Since 2008, Hokom has won 60 professional events, including 3 majors and 6 NT events. In 2016, she won the inaugural Disc Golf Pro Tour Points Series. In 2017, she finished second in the Disc Golf Pro Tour Points Series, finishing in second place at five of the nine events, and tying for first place at the weather shorted Nick Hyde Memorial.

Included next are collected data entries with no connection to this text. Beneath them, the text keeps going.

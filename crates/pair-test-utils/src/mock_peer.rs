//! Mock peer connection capability.
//!
//! `MockPeerConnector` can be configured to:
//! - Accept calls and return a stream labelled `remote:<id>`
//! - Fail every call with a negotiation error
//! - Take a fixed time before completing
//!
//! `MockAnswerer` builds [`IncomingCall`]s whose outcome can be inspected
//! through an [`AnswerOutcome`].
//!
//! # Example
//!
//! ```rust,ignore
//! use pair_test_utils::MockPeerConnector;
//!
//! let connector = MockPeerConnector::builder()
//!     .with_latency(Duration::from_millis(500))
//!     .build();
//! ```

use common::types::ParticipantId;
use pair_client::media::MediaHandle;
use pair_client::peer::{CallAnswerer, CallError, IncomingCall, PeerConnector};
use std::sync::atomic::{AtomicBool, Ordering};
use std::sync::{Arc, Mutex};
use std::time::Duration;

/// Scripted outbound call capability.
#[derive(Debug, Default)]
pub struct MockPeerConnector {
    fail: bool,
    latency: Option<Duration>,
    calls: Mutex<Vec<ParticipantId>>,
}

impl MockPeerConnector {
    /// Create a new MockPeerConnector builder.
    #[must_use]
    pub fn builder() -> MockPeerConnectorBuilder {
        MockPeerConnectorBuilder::default()
    }

    /// A connector that accepts immediately.
    #[must_use]
    pub fn accepting() -> Arc<Self> {
        Self::builder().build()
    }

    /// Participants called so far, in order.
    #[must_use]
    pub fn calls(&self) -> Vec<ParticipantId> {
        self.calls.lock().unwrap().clone()
    }

    /// Number of calls placed.
    #[must_use]
    pub fn call_count(&self) -> usize {
        self.calls.lock().unwrap().len()
    }
}

#[async_trait::async_trait]
impl PeerConnector for MockPeerConnector {
    async fn call(
        &self,
        remote: &ParticipantId,
        _local_stream: MediaHandle,
    ) -> Result<MediaHandle, CallError> {
        self.calls.lock().unwrap().push(remote.clone());
        if let Some(latency) = self.latency {
            tokio::time::sleep(latency).await;
        }
        if self.fail {
            return Err(CallError::Negotiation("mock negotiation failure".to_string()));
        }
        Ok(MediaHandle::new(format!("remote:{remote}")))
    }
}

/// Builder for MockPeerConnector configuration.
#[derive(Debug, Default)]
pub struct MockPeerConnectorBuilder {
    fail: bool,
    latency: Option<Duration>,
}

impl MockPeerConnectorBuilder {
    /// Fail every call.
    #[must_use]
    pub fn failing(mut self) -> Self {
        self.fail = true;
        self
    }

    /// Delay every call by `latency`.
    #[must_use]
    pub fn with_latency(mut self, latency: Duration) -> Self {
        self.latency = Some(latency);
        self
    }

    /// Build the MockPeerConnector.
    #[must_use]
    pub fn build(self) -> Arc<MockPeerConnector> {
        Arc::new(MockPeerConnector {
            fail: self.fail,
            latency: self.latency,
            calls: Mutex::new(Vec::new()),
        })
    }
}

/// What happened to a call built by [`MockAnswerer`].
#[derive(Debug, Clone, Default)]
pub struct AnswerOutcome {
    answered: Arc<AtomicBool>,
    declined: Arc<AtomicBool>,
}

impl AnswerOutcome {
    #[must_use]
    pub fn answered(&self) -> bool {
        self.answered.load(Ordering::SeqCst)
    }

    #[must_use]
    pub fn declined(&self) -> bool {
        self.declined.load(Ordering::SeqCst)
    }
}

/// Answer side of a scripted inbound call.
#[derive(Debug)]
pub struct MockAnswerer {
    remote_stream: MediaHandle,
    latency: Option<Duration>,
    outcome: AnswerOutcome,
}

impl MockAnswerer {
    /// An inbound call from `remote` that succeeds with `remote:<id>`.
    #[must_use]
    pub fn incoming(remote: &str) -> (IncomingCall, AnswerOutcome) {
        Self::incoming_with_latency(remote, None)
    }

    /// Like [`MockAnswerer::incoming`], completing after `latency`.
    #[must_use]
    pub fn incoming_with_latency(
        remote: &str,
        latency: Option<Duration>,
    ) -> (IncomingCall, AnswerOutcome) {
        let outcome = AnswerOutcome::default();
        let answerer = Self {
            remote_stream: MediaHandle::new(format!("remote:{remote}")),
            latency,
            outcome: outcome.clone(),
        };
        let call = IncomingCall::new(ParticipantId::new(remote), Box::new(answerer));
        (call, outcome)
    }
}

#[async_trait::async_trait]
impl CallAnswerer for MockAnswerer {
    async fn answer(&mut self, _local_stream: MediaHandle) -> Result<MediaHandle, CallError> {
        self.outcome.answered.store(true, Ordering::SeqCst);
        if let Some(latency) = self.latency {
            tokio::time::sleep(latency).await;
        }
        Ok(self.remote_stream.clone())
    }

    fn decline(&mut self) {
        self.outcome.declined.store(true, Ordering::SeqCst);
    }
}
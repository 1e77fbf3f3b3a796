//! Common error types for Pairline components.

use thiserror::Error;

/// Errors shared by Pairline components
#[derive(Error, Debug)]
pub enum PairlineError {
    /// Serialization/deserialization error
    #[error("Serialization error: {0}")]
    Serialization(String),
}

impl From<serde_json::Error> for PairlineError {
    fn from(err: serde_json::Error) -> Self {
        PairlineError::Serialization(err.to_string())
    }
}

/// Result type alias using `PairlineError`
pub type Result<T> = std::result::Result<T, PairlineError>;
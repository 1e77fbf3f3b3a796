//! Peer connection capability.
//!
//! The identity provider owns transport negotiation. The core only sees two
//! operations: place a call and get the remote stream back, or answer an
//! inbound call with the local stream and get the remote stream back.

use crate::media::MediaHandle;
use common::types::ParticipantId;
use std::fmt;
use thiserror::Error;

/// Errors from the peer connection capability.
#[derive(Debug, Clone, PartialEq, Eq, Error)]
pub enum CallError {
    /// The remote participant is not reachable.
    #[error("peer unavailable: {0}")]
    PeerUnavailable(String),

    /// The call was hung up before a stream arrived.
    #[error("call closed before a remote stream arrived")]
    Closed,

    /// Transport negotiation failed.
    #[error("negotiation failed: {0}")]
    Negotiation(String),
}

/// Outbound calls (`peer.call(remote, stream)` in the identity provider).
#[async_trait::async_trait]
pub trait PeerConnector: Send + Sync {
    /// Call `remote` with `local_stream`; resolves with the remote stream.
    async fn call(
        &self,
        remote: &ParticipantId,
        local_stream: MediaHandle,
    ) -> Result<MediaHandle, CallError>;
}

/// Answer side of one inbound call.
#[async_trait::async_trait]
pub trait CallAnswerer: Send {
    /// Answer with `local_stream`; resolves with the remote stream.
    async fn answer(&mut self, local_stream: MediaHandle) -> Result<MediaHandle, CallError>;

    /// Decline the call without answering.
    fn decline(&mut self) {}
}

/// An inbound call delivered by the identity provider.
pub struct IncomingCall {
    remote: ParticipantId,
    answerer: Box<dyn CallAnswerer>,
}

impl IncomingCall {
    #[must_use]
    pub fn new(remote: ParticipantId, answerer: Box<dyn CallAnswerer>) -> Self {
        Self { remote, answerer }
    }

    /// The caller's participant id.
    #[must_use]
    pub fn remote(&self) -> &ParticipantId {
        &self.remote
    }

    /// Answer with the local stream.
    pub async fn answer(mut self, local_stream: MediaHandle) -> Result<MediaHandle, CallError> {
        self.answerer.answer(local_stream).await
    }

    /// Decline without answering.
    pub fn decline(mut self) {
        self.answerer.decline();
    }
}

impl fmt::Debug for IncomingCall {
    fn fmt(&self, f: &mut fmt::Formatter<'_>) -> fmt::Result {
        f.debug_struct("IncomingCall")
            .field("remote", &self.remote)
            .finish_non_exhaustive()
    }
}

/// Call direction, for logs and metrics.
#[derive(Debug, Clone, Copy, PartialEq, Eq)]
pub enum CallDirection {
    /// We placed the call.
    Outbound,
    /// We answered the call.
    Inbound,
}

impl CallDirection {
    #[must_use]
    pub const fn as_str(&self) -> &'static str {
        match self {
            CallDirection::Outbound => "outbound",
            CallDirection::Inbound => "inbound",
        }
    }
}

Throughout her career Hokom has been one of the more outspoken players advocating for women in the sport and in 2017 she suggested changes to the payout structure for the Open Women's division at PDGA sanctioned events.

===Major wins===

| Year | Tournament | Stroke Margin | Winning Score | Runner Up | Prize Money |
|---|---|---|---|---|---|
| 2012 | PDGA World Championships | -1 | -7 (50-57-56-48-52-55-53-32=403) | Valarie Jenkins | $2,000 |
| 2013 | USWDGC | -2 | -20 (59-51-48-64=222) | Catrina Allen | $1,400 |
| 2016 | USWDGC | -3 | -3 (61-59-55-66=241) | Madison Walker | $1,325 |

===National Tour wins===

| Year | Tournament | Stroke Margin | Winning Score | Runner Up | Prize Money |
|---|---|---|---|---|---|
| 2011 | King of the Lake | -2 | (59-66-55-65=245) | Catrina Allen | $415 |
| 2011 | Pittsburgh Flying Disc Open | -4 | -3 (65-67-66-57=255) | Paige Pierce | $700 |
| 2011 | Vibram Open | -1 | (67-67-64=198) | Sarah Stanhope | $2,000 |
| 2012 | Masters Cup | -6 | +11 (84-82-88=254) | Valarie Jenkins/Catrina Allen | $1,055 |
| 2013 | Texas State Championships | -9 | +12 (80-79-72=231) | Catrina Allen | $845 |
| 2013 | Great Lakes Open | -1 | +3 (63-61-65=189) | Paige Pierce | $1,000 |

=== Summary ===

| Competition Tier | Wins | 2nd | 3rd | Top-5 | Events |
|---|---|---|---|---|---|
| World Championships | 1 | 1 | 0 | 3 | 7 |
| Other Majors | 2 | 2 | 2 | 8 | 13 |
| National Tour | 6 | 6 | 5 | 32 | 47 |

===Annual statistics===

| Year | Events | Wins | Top 3 | Earnings | $ / Event | Rating^{†} | World Rankings^{†} |
|---|---|---|---|---|---|---|---|
| 2008 | 12 | 3 | 8 | $1,118 | $93.17 | 883 | - |
| 2009 | 21 | 6 | 13 | $1,320 | $62.86 | 878 | - |
| 2010 | 28 | 13 | 19 | $4,313 | $154.04 | 925 | 8 |
| 2011 | 21 | 7 | 16 | $8,526 | $406.00 | 955 | 5 |
| 2012 | 22 | 10 | 18 | $11,433 | $519.68 | 960 | 3 |
| 2013 | 25 | 11 | 17 | $13,330 | $533.20 | 959 | 5 |
| 2014 | 23 | 1 | 11 | $4,507 | $195.96 | 933 | 8 |
| 2015 | 19 | 2 | 11 | $12,262 | $645.37 | 949 | 3 |
| 2016 | 18^{‡} | 7 | 16 | $13,806 | $727.00 | 952 | - |
| 2017 | 26 | 7 | 17 | $19,312 | $742.77 | 960 |  |
| 2018 | 30 | 10 | 23 | $24,770 | $825.67 | 963 |  |
| 2019 | 27 | 8 | 14 | $20,641 | $764.48 | 966 |  |
| 2020 | 15 | 5 | 11 | $13,523 | $901.53 | 967 |  |
| 2021 | 24 | 2 | 13 | $41,932 | $1,747.17 | 968 |  |
| Career | 311 | 92 | 207 | $190,793 | $613.48 | - | - |

^{†}At Year End

^{‡} Includes DGPT Championship (not PDGA sanctioned)

==Equipment==
Hokom is sponsored by MVP discs starting in 2019.